Did you know the Centers for Disease Control estimates 76 million people each year get sick by eating contaminated food?!  Older adults and children are considered most susceptible to foods contaminated by harmful bacteria and viruses which can cause a foodborne illness known as food poisoning.   Foodborne illness can occur within 24hours of eating contaminated food, or even days or weeks later.  Common symptoms of food poisoning include: diarrhea, nausea, vomiting, abdominal pain and fever.   We can contaminate food when we transport, store, prepare or serve it.  Food safety techniques must be followed during every stage that we have contact with food.
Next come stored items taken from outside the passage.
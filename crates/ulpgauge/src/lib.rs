//! # ulpgauge
//!
//! Data-driven conformance checking for libm-style floating-point math
//! routines.
//!
//! Floating-point correctness is not bitwise equality: vectorized,
//! table-based, and polynomial implementations legitimately disagree
//! with a correctly-rounded reference in the last bit or two. ulpgauge
//! runs a routine against a table of pre-computed vectors from a
//! higher-precision oracle and judges each output by ULP distance under
//! a per-function tolerance, with categorical rules for NaN,
//! infinities, and signed zeros — uniformly across the single, double,
//! and wide precision lanes and across unary, binary, and multi-output
//! function shapes.
//!
//! ## Modules
//!
//! - [`precision`] — layout descriptors, classification predicates, and
//!   the monotonic bit-order mapping
//! - [`ulp`] — ULP distance between two values of one precision
//! - [`classify`] — special-value equivalence ahead of ULP comparison
//! - [`policy`] — per-function ULP budgets and comparison flags
//! - [`table`] — immutable test vector tables and routine shapes
//! - [`suite`] — YAML suite format: parse, validate, compile
//! - [`driver`] — run a table against a routine, produce a verdict
//! - [`verdict`] — failures with bit-exact diagnostics, JSON-ready
//! - [`fenv`] — scoped rounding-mode/exception-flag guard
//! - [`error`] — fatal structural errors and validation findings

pub mod classify;
pub mod driver;
pub mod error;
pub mod fenv;
pub mod policy;
pub mod precision;
pub mod suite;
pub mod table;
pub mod ulp;
pub mod verdict;
use std::path::PathBuf;
use std::process;

use clap::{Parser, Subcommand};

mod commands;
mod registry;
mod report;

/// Top-level CLI argument parser for the `ug` command
#[derive(Parser)]
#[command(
    name = "ug",
    about = "ulpgauge — data-driven math routine conformance",
    version
)]
struct Cli {
    #[command(subcommand)]
    command: Commands,
}

/// Available subcommands for the `ug` CLI
#[derive(Subcommand)]
enum Commands {
    /// Validate a YAML vector suite
    Validate {
        /// Path to the suite YAML file
        suite: PathBuf,
    },
    /// Run one suite against its registered routine
    Run {
        /// Path to the suite YAML file
        suite: PathBuf,
        /// Emit the outcome as JSON instead of text
        #[arg(long)]
        json: bool,
    },
    /// Run every suite in a directory
    RunAll {
        /// Directory containing suite YAML files
        #[arg(default_value = "suites")]
        suite_dir: PathBuf,
        /// Emit the aggregate report as JSON instead of text
        #[arg(long)]
        json: bool,
    },
    /// List the registered routines and their policies
    List,
}

fn main() {
    let cli = Cli::parse();

    let result = match cli.command {
        Commands::Validate { suite } => commands::validate::run(&suite),
        Commands::Run { suite, json } => commands::run::run(&suite, json),
        Commands::RunAll { suite_dir, json } => commands::run_all::run(&suite_dir, json),
        Commands::List => commands::list::run(),
    };

    if let Err(e) = result {
        eprintln!("error: {e}");
        process::exit(1);
    }
}
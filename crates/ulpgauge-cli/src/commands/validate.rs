use std::path::Path;

use ulpgauge::error::Severity;
use ulpgauge::suite::{parse_suite, validate_suite};

pub fn run(path: &Path) -> Result<(), Box<dyn std::error::Error>> {
    let suite = parse_suite(path)?;
    let violations = validate_suite(&suite);

    let errors = violations
        .iter()
        .filter(|v| v.severity == Severity::Error)
        .count();
    let warnings = violations
        .iter()
        .filter(|v| v.severity == Severity::Warning)
        .count();

    for v in &violations {
        println!("{v}");
    }

    println!("\n{errors} error(s), {warnings} warning(s)");

    if errors == 0 {
        println!(
            "Suite is valid: {} {} {} with {} vector(s).",
            suite.function,
            suite.precision,
            suite.shape,
            suite.vectors.len()
        );
        Ok(())
    } else {
        Err(format!("suite has {errors} validation error(s)").into())
    }
}
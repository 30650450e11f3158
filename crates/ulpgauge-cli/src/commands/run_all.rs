use std::path::{Path, PathBuf};

use crate::commands::execute_suite;
use crate::report::RunReport;

pub fn run(suite_dir: &Path, json: bool) -> Result<(), Box<dyn std::error::Error>> {
    let mut paths: Vec<PathBuf> = std::fs::read_dir(suite_dir)
        .map_err(|e| format!("cannot read suite directory {}: {e}", suite_dir.display()))?
        .filter_map(Result::ok)
        .map(|entry| entry.path())
        .filter(|path| path.extension().is_some_and(|ext| ext == "yaml"))
        .collect();
    paths.sort();

    if paths.is_empty() {
        return Err(format!("no suite files in {}", suite_dir.display()).into());
    }

    let mut report = RunReport::new();
    for path in &paths {
        let outcome = execute_suite(path)?;
        if !json {
            let status = if outcome.passed() { "ok" } else { "FAILED" };
            println!(
                "{status:>6}  {} [{}] {} vector(s), {} failure(s)",
                outcome.function,
                outcome.precision,
                outcome.verdict.vectors_run,
                outcome.verdict.failed_count()
            );
            for failure in &outcome.verdict.failures {
                println!("        {failure}");
            }
        }
        report.push(outcome);
    }

    if json {
        println!("{}", serde_json::to_string_pretty(&report)?);
    } else {
        println!(
            "\n{} suite(s), {} passed; {} vector(s), {} failure(s)",
            report.totals.suites,
            report.totals.passed_suites,
            report.totals.vectors,
            report.totals.failures
        );
    }

    if report.all_passed() {
        Ok(())
    } else {
        Err(format!("{} vector failure(s)", report.totals.failures).into())
    }
}
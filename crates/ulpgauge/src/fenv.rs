//! Scoped access to the floating-point environment.
//!
//! The rounding mode and exception-flag register are one process-wide
//! resource. Any test that changes the mode must put it back before the
//! next test runs, on every exit path including panics — so the only
//! way to change it here is through an RAII guard. The comparison
//! engine itself never touches this state; it is a consumer that runs
//! under whatever mode the caller arranged.

// The `libc` crate does not bind the `<fenv.h>` interface, so declare the
// standard C-library functions and exception/rounding constants directly.
// Values are the glibc definitions for x86_64 Linux (the build target).
use libc::c_int;

extern "C" {
    fn feclearexcept(excepts: c_int) -> c_int;
    fn fegetround() -> c_int;
    fn fesetround(round: c_int) -> c_int;
    fn fetestexcept(excepts: c_int) -> c_int;
}

const FE_INVALID: c_int = 0x0001;
const FE_DIVBYZERO: c_int = 0x0004;
const FE_OVERFLOW: c_int = 0x0008;
const FE_UNDERFLOW: c_int = 0x0010;
const FE_INEXACT: c_int = 0x0020;
const FE_ALL_EXCEPT: c_int =
    FE_INEXACT | FE_DIVBYZERO | FE_UNDERFLOW | FE_OVERFLOW | FE_INVALID;

const FE_TONEAREST: c_int = 0x0000;
const FE_DOWNWARD: c_int = 0x0400;
const FE_UPWARD: c_int = 0x0800;
const FE_TOWARDZERO: c_int = 0x0c00;

use std::fmt;

use crate::error::FenvError;

/// IEEE rounding direction.
#[derive(Debug, Clone, Copy, PartialEq, Eq)]
pub enum RoundingMode {
    Nearest,
    Downward,
    Upward,
    TowardZero,
}

impl RoundingMode {
    const fn to_raw(self) -> libc::c_int {
        match self {
            Self::Nearest => FE_TONEAREST,
            Self::Downward => FE_DOWNWARD,
            Self::Upward => FE_UPWARD,
            Self::TowardZero => FE_TOWARDZERO,
        }
    }

    fn from_raw(raw: libc::c_int) -> Option<Self> {
        match raw {
            x if x == FE_TONEAREST => Some(Self::Nearest),
            x if x == FE_DOWNWARD => Some(Self::Downward),
            x if x == FE_UPWARD => Some(Self::Upward),
            x if x == FE_TOWARDZERO => Some(Self::TowardZero),
            _ => None,
        }
    }
}

impl fmt::Display for RoundingMode {
    fn fmt(&self, f: &mut fmt::Formatter<'_>) -> fmt::Result {
        let s = match self {
            Self::Nearest => "to-nearest",
            Self::Downward => "downward",
            Self::Upward => "upward",
            Self::TowardZero => "toward-zero",
        };
        write!(f, "{s}")
    }
}

/// The ambient rounding mode, if it is one of the four IEEE directions.
#[must_use]
pub fn current_mode() -> Option<RoundingMode> {
    RoundingMode::from_raw(unsafe { fegetround() })
}

/// Clear all accrued floating-point exception flags.
pub fn clear_exceptions() {
    unsafe {
        feclearexcept(FE_ALL_EXCEPT);
    }
}

/// Snapshot of the accrued exception flags.
#[derive(Debug, Clone, Copy)]
pub struct Exceptions(libc::c_int);

impl Exceptions {
    /// Read the currently accrued flags.
    #[must_use]
    pub fn accrued() -> Self {
        Self(unsafe { fetestexcept(FE_ALL_EXCEPT) })
    }

    #[must_use]
    pub const fn inexact(self) -> bool {
        self.0 & FE_INEXACT != 0
    }

    #[must_use]
    pub const fn invalid(self) -> bool {
        self.0 & FE_INVALID != 0
    }

    #[must_use]
    pub const fn overflow(self) -> bool {
        self.0 & FE_OVERFLOW != 0
    }

    #[must_use]
    pub const fn underflow(self) -> bool {
        self.0 & FE_UNDERFLOW != 0
    }

    #[must_use]
    pub const fn divide_by_zero(self) -> bool {
        self.0 & FE_DIVBYZERO != 0
    }

    #[must_use]
    pub const fn any(self) -> bool {
        self.0 != 0
    }
}

/// RAII guard over the rounding mode.
///
/// Construction saves the current mode and installs the requested one;
/// dropping restores the saved mode and clears the exception flags, so
/// a mode change can never leak past the guard's scope.
#[derive(Debug)]
pub struct FenvGuard {
    saved: libc::c_int,
}

impl FenvGuard {
    /// Install `mode` for the lifetime of the guard.
    pub fn set(mode: RoundingMode) -> Result<Self, FenvError> {
        let saved = unsafe { fegetround() };
        if unsafe { fesetround(mode.to_raw()) } != 0 {
            return Err(FenvError::SetRound { mode });
        }
        Ok(Self { saved })
    }
}

impl Drop for FenvGuard {
    fn drop(&mut self) {
        // Nothing useful to do on failure here; the saved value came
        // from fegetround and round-trips on every supported target.
        unsafe {
            fesetround(self.saved);
            feclearexcept(FE_ALL_EXCEPT);
        }
    }
}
  • Always wash your hands before and after handling food. Scrub your hands for a t least 20 seconds in warm, soapy water to effectively remove dirt and germs.
  • Only marinate food in the refrigerator and do not reuse the marinade on cooked food.
  • Use a food thermometer to make certain food reaches a safe internal temperature. For example: hamburgers should be cooked to 160 degrees Fahrenheit, steaks and fish to 145 degrees Fahrenheit, and a chicken breast to 165 degrees Fahrenheit.
  • Never place cooked food on a plate that previously held raw meat, poultry, seafood, or eggs. Have plenty of clean utensils, plates and cookware on hand when preparing food and cooking.
  • Perishables, meaning raw meat, poultry, eggs, cooked food, cut fresh fruits or vegetables, should never be allowed to sit at room temperature for more than two hours before storing them in the refrigerator or freezer. When the temperature is above 90 degrees Fahrenheit, foods should be stored within less than an hour.
  • Always clean a food cooler before filling it with ice or an ice pack to keep food cold. A full cooler keeps food colder longer.  Keeping drinks in a separate cooler can help to avoid opening and closing a food cooler many times.
  • When you travel with a food cooler, keep it in the air-conditioned part of the car rather than in a hot trunk. This includes transporting groceries from the store to your home.
  • Remember, even a packed lunch with perishables like meat, cheese or mayonnaise must be kept cold. These rules aren’t just for picnics or traveling.  A clean, insulated lunch bag with an ice pack is an easy way to do this.

It was my cat’s vet who recently reminded me of food safety!  Cats, like us, can have issues from contaminated food due to all the same food safety rules being broken as what people need to follow.  Even when we think we are leaving snacks out for our favorite pets, the same rules for perishables apply.

What’s the exception?  Water; drink it cold, tepid, or hot.  Keep it in clean containers that you empty often.  Dehydration along with food poisoning is common among older adults and can be life threatening.

Protect yourself and those you care for!